Shares in British mobile phone group O2 surged 25% today after Spanish telecoms giant Telefonica said it had agreed to buy the group for £17.7 billion sterling, sparking hopes of a bidding battle for one of the sector's hottest takeover targets.
Financially-powerful Telefonica, the world's fifth-largest telecoms firm by market value, said it would pay 200 pence per share in cash - a 22% premium to O2's closing share price on Friday.
A successful O2 bid, the second-largest telecoms offer in Europe since the end of 2000, would allow Telefonica to break into the fiercely-competitive UK market and re-enter Germany, which it abandoned in 2002 after failing to build a greenfield mobile operation there. O2 also has what it calls 'a highly cash generative business in Ireland' with 1.5 million customers.
Peter Erskine, chief executive of O2, who will remain at the group, described the deal as an excellent opportunity for O2, which analysts believe is too small in the current market to survive on its own. 'It's also good for customers. Telefonica have no overlapping territory, so they will be able to offer our customers better roaming and better services around the world,' he said.
'It's very good for our people. Because there's no overlapping territories, we can really build on what we've got, as opposed to having to integrate and rationalise jobs,' he added.
A spokeswoman for O2 Ireland said that there will be no redundancies among the company's 1,600 workers here as the company is being bought as a whole.
'O2's integration in the Telefonica group will enhance our growth profile, it will allow us to gain economies of scale, it will open the group to two of the largest European markets with a sizeable critical mass and it will balance our exposure across business and regions,' Telefonica's Chairman Cesar Alierta said.
A source close to talks said Telefonica had approached O2 last week and was given access to the company's books over the weekend. Telefonica's bid represents one of the biggest European deals since the telecoms bubble burst. Since then phone companies have focused on balance-sheet repair, shying away from shareholder-friendly growth and acquisitions.
O2, Europe's sixth-largest mobile phone company which owns assets in Britain, Ireland and Germany, is one of the few independent pure mobile phone operators and has long been tipped as a likely target to help trigger a new telecoms gold rush.
Telefonica, the largest telecoms operator in the Spanish-speaking world, last surprised the market in March with a bigger-than-expected $3.57 billion bid for Czech carrier Cesky Telecom.
But when Europe's top former telecoms monopoly Deutsche Telekom teamed up with Dutch peer KPN for an aborted O2 bid in August, and France Telecom clinched 80% of Spain's third-ranked mobile group Amena, analysts said Telefonica risked being squeezed out of the European arena.

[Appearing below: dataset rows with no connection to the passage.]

//! Action Submitter - Core business logic

use crate::domain::{Action, ActionKey, UnsignedTransaction};
use crate::error::{SubmissionError, SubmissionResult};
use crate::ports::inbound::ActionApi;
use crate::ports::outbound::Signer;
use async_trait::async_trait;
use parking_lot::Mutex;
use serde::{Deserialize, Serialize};
use shared_types::{
    Address, Hash, LedgerClient, LedgerError, ReceiptStatus, RetryPolicy, TransactionId,
};
use std::collections::{BTreeSet, HashMap};
use std::sync::Arc;
use tracing::{debug, info, warn};
use uuid::Uuid;

/// Submitter configuration
#[derive(Clone, Debug, Default, Serialize, Deserialize)]
pub struct SubmitterConfig {
    /// Budget for `Unavailable` responses from the ledger.
    pub retry: RetryPolicy,
}

/// Result of `submit`.
#[derive(Debug, Clone, PartialEq, Eq)]
pub enum Submission {
    /// A new ledger transaction was accepted.
    Submitted {
        key: ActionKey,
        tx_hash: Hash,
        correlation_id: Uuid,
    },
    /// The same logical action is already in flight. `tx_hash` is `None`
    /// while the earlier submission is still being signed or sent.
    AlreadyPending { key: ActionKey, tx_hash: Option<Hash> },
}

impl Submission {
    pub fn key(&self) -> &ActionKey {
        match self {
            Submission::Submitted { key, .. } | Submission::AlreadyPending { key, .. } => key,
        }
    }

    pub fn tx_hash(&self) -> Option<Hash> {
        match self {
            Submission::Submitted { tx_hash, .. } => Some(*tx_hash),
            Submission::AlreadyPending { tx_hash, .. } => *tx_hash,
        }
    }

    pub fn is_new(&self) -> bool {
        matches!(self, Submission::Submitted { .. })
    }
}

/// Receipt change observed by `reconcile`.
#[derive(Debug, Clone, PartialEq, Eq)]
pub struct ReceiptUpdate {
    pub key: ActionKey,
    pub tx_hash: Hash,
    pub status: ReceiptStatus,
}

#[derive(Debug, Clone, Copy, PartialEq, Eq)]
enum InFlight {
    /// Key taken, transaction not yet accepted by the ledger.
    Reserved,
    /// Accepted, receipt not yet final.
    Pending { tx_hash: Hash },
    /// Receipt confirmed, awaiting the reaction event.
    Confirmed { tx_hash: Hash },
}

impl InFlight {
    fn tx_hash(&self) -> Option<Hash> {
        match self {
            InFlight::Reserved => None,
            InFlight::Pending { tx_hash } | InFlight::Confirmed { tx_hash } => Some(*tx_hash),
        }
    }
}

/// Per-actor nonce allocation. Nonces of failed submissions are handed
/// back and reused before new ones, so the sequence never gaps.
#[derive(Debug, Default)]
struct NonceBook {
    next: u64,
    returned: BTreeSet<u64>,
}

impl NonceBook {
    fn peek(&self) -> u64 {
        self.returned.first().copied().unwrap_or(self.next)
    }

    fn take(&mut self) -> u64 {
        if let Some(nonce) = self.returned.pop_first() {
            return nonce;
        }
        let nonce = self.next;
        self.next += 1;
        nonce
    }

    fn give_back(&mut self, nonce: u64) {
        if nonce.saturating_add(1) != self.next {
            self.returned.insert(nonce);
            return;
        }
        self.next = nonce;
        while let Some(below) = self.next.checked_sub(1) {
            if !self.returned.remove(&below) {
                break;
            }
            self.next = below;
        }
    }
}

#[derive(Debug, Default)]
struct SubmitterState {
    in_flight: HashMap<ActionKey, InFlight>,
    nonces: HashMap<Address, NonceBook>,
}

/// Signs and submits actions, at most one in flight per `ActionKey`.
pub struct ActionSubmitter {
    ledger: Arc<dyn LedgerClient>,
    signer: Arc<dyn Signer>,
    config: SubmitterConfig,
    state: Mutex<SubmitterState>,
}

impl ActionSubmitter {
    pub fn new(
        ledger: Arc<dyn LedgerClient>,
        signer: Arc<dyn Signer>,
        config: SubmitterConfig,
    ) -> Self {
        Self {
            ledger,
            signer,
            config,
            state: Mutex::new(SubmitterState::default()),
        }
    }

    pub fn in_flight_count(&self) -> usize {
        self.state.lock().in_flight.len()
    }

    /// Nonce the next submission from `actor` will carry.
    pub fn next_nonce(&self, actor: &Address) -> u64 {
        self.state
            .lock()
            .nonces
            .get(actor)
            .map(NonceBook::peek)
            .unwrap_or(0)
    }

    /// Free the key and the nonce of a submission that never reached the
    /// ledger.
    fn release_failed(&self, key: &ActionKey, actor: Address, nonce: u64) {
        let mut state = self.state.lock();
        state.in_flight.remove(key);
        state.nonces.entry(actor).or_default().give_back(nonce);
    }

    async fn sign_and_send(
        &self,
        actor: Address,
        unsigned: UnsignedTransaction,
    ) -> SubmissionResult<Hash> {
        let message = unsigned.signing_bytes()?;
        let signature = self
            .signer
            .sign(actor, &message)
            .await
            .map_err(|e| SubmissionError::SigningFailed {
                actor,
                reason: e.to_string(),
            })?;
        let bytes = unsigned.into_signed(signature).encode()?;

        self.config
            .retry
            .run(
                || self.ledger.submit_signed_transaction(bytes.clone()),
                LedgerError::is_transient,
            )
            .await
            .map_err(|exhausted| match exhausted.error {
                LedgerError::Unavailable(reason) => SubmissionError::Unavailable {
                    attempts: exhausted.attempts,
                    reason,
                },
                LedgerError::InsufficientBalance { .. } => {
                    SubmissionError::InsufficientBalance { actor }
                }
                LedgerError::Rejected(reason) | LedgerError::NotFound(reason) => {
                    SubmissionError::Rejected { reason }
                }
            })
    }
}

#[async_trait]
impl ActionApi for ActionSubmitter {
    async fn submit(&self, actor: Address, action: Action) -> SubmissionResult<Submission> {
        let key = action.key(actor);
        let nonce = {
            let mut state = self.state.lock();
            if let Some(entry) = state.in_flight.get(&key) {
                debug!(%key, "Action already in flight");
                return Ok(Submission::AlreadyPending {
                    tx_hash: entry.tx_hash(),
                    key,
                });
            }
            state.in_flight.insert(key.clone(), InFlight::Reserved);
            state.nonces.entry(actor).or_default().take()
        };

        let correlation_id = Uuid::new_v4();
        let unsigned = UnsignedTransaction {
            correlation_id,
            from: actor,
            nonce,
            action,
        };

        match self.sign_and_send(actor, unsigned).await {
            Ok(tx_hash) => {
                let mut state = self.state.lock();
                if state.in_flight.contains_key(&key) {
                    state.in_flight.insert(key.clone(), InFlight::Pending { tx_hash });
                }
                info!(
                    %key,
                    nonce,
                    %correlation_id,
                    tx_hash = %hex::encode(tx_hash),
                    "Action submitted"
                );
                Ok(Submission::Submitted {
                    key,
                    tx_hash,
                    correlation_id,
                })
            }
            Err(e) => {
                self.release_failed(&key, actor, nonce);
                warn!(%key, nonce, %correlation_id, error = %e, "Action submission failed");
                Err(e)
            }
        }
    }

    fn confirm(&self, key: &ActionKey) -> bool {
        let released = self.state.lock().in_flight.remove(key).is_some();
        if released {
            debug!(%key, "Action reaction observed");
        }
        released
    }

    fn release_transaction(&self, tx_id: &TransactionId) {
        let mut state = self.state.lock();
        let before = state.in_flight.len();
        state
            .in_flight
            .retain(|key, _| key.transaction_id().as_ref() != Some(tx_id));
        let released = before - state.in_flight.len();
        if released > 0 {
            debug!(%tx_id, released, "Released in-flight actions of closed transaction");
        }
    }

    fn is_in_flight(&self, key: &ActionKey) -> bool {
        self.state.lock().in_flight.contains_key(key)
    }

    /// Failed submissions are released so the action can be retried;
    /// confirmed ones stay in flight until `confirm`, unless no reaction
    /// event is expected for them.
    async fn reconcile(&self) -> Vec<ReceiptUpdate> {
        let pending: Vec<(ActionKey, Hash)> = self
            .state
            .lock()
            .in_flight
            .iter()
            .filter_map(|(key, entry)| match entry {
                InFlight::Pending { tx_hash } => Some((key.clone(), *tx_hash)),
                _ => None,
            })
            .collect();

        let mut updates = Vec::new();
        for (key, tx_hash) in pending {
            let status = match self.ledger.transaction_receipt(&tx_hash).await {
                Ok(status) => status,
                Err(e) => {
                    debug!(%key, error = %e, "Receipt not available yet");
                    continue;
                }
            };

            let mut state = self.state.lock();
            // The entry may have been confirmed or released while polling.
            if state.in_flight.get(&key) != Some(&InFlight::Pending { tx_hash }) {
                continue;
            }
            match status {
                ReceiptStatus::Pending => continue,
                ReceiptStatus::Confirmed if !key.kind.expects_reaction() => {
                    state.in_flight.remove(&key);
                }
                ReceiptStatus::Confirmed => {
                    state.in_flight.insert(key.clone(), InFlight::Confirmed { tx_hash });
                }
                ReceiptStatus::Failed => {
                    state.in_flight.remove(&key);
                    warn!(%key, "Submitted transaction failed on the ledger; action released");
                }
            }
            updates.push(ReceiptUpdate {
                key,
                tx_hash,
                status,
            });
        }
        updates
    }
}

Investor hopes were high today that Deutsche Telekom - which had been hoping to fold its struggling T-Mobile UK cell phone business into O2's stronger-performing British arm - would raise its hand and counter-bid.
But KPN, which also saw its solo bid for O2 spurned last year, remained adamant it had no plans to rekindle negotiations.
Telefonica said the deal would immediately boost earnings per share. The firm said it would generate an estimated €293m of annual operating cost and capital expenditure synergies by 2008. The one-off cost of achieving the savings would be €39m, Telefonica said.
A source familiar with the situation said Telefonica would fund the deal using loans provided by Citigroup, Goldman Sachs and Royal Bank of Scotland. The company said it did not expect to issue shares and pledged to continue its share buy-back programme and current dividend policy.
O2 was spun off from Britain's dominant fixed-line telecoms operator BT Group in November 2001. It has around 25 million customers in Ireland, Germany and the UK and some 15,000 employees.
O2 shares closed 25% higher in London this evening at 207 pence sterling.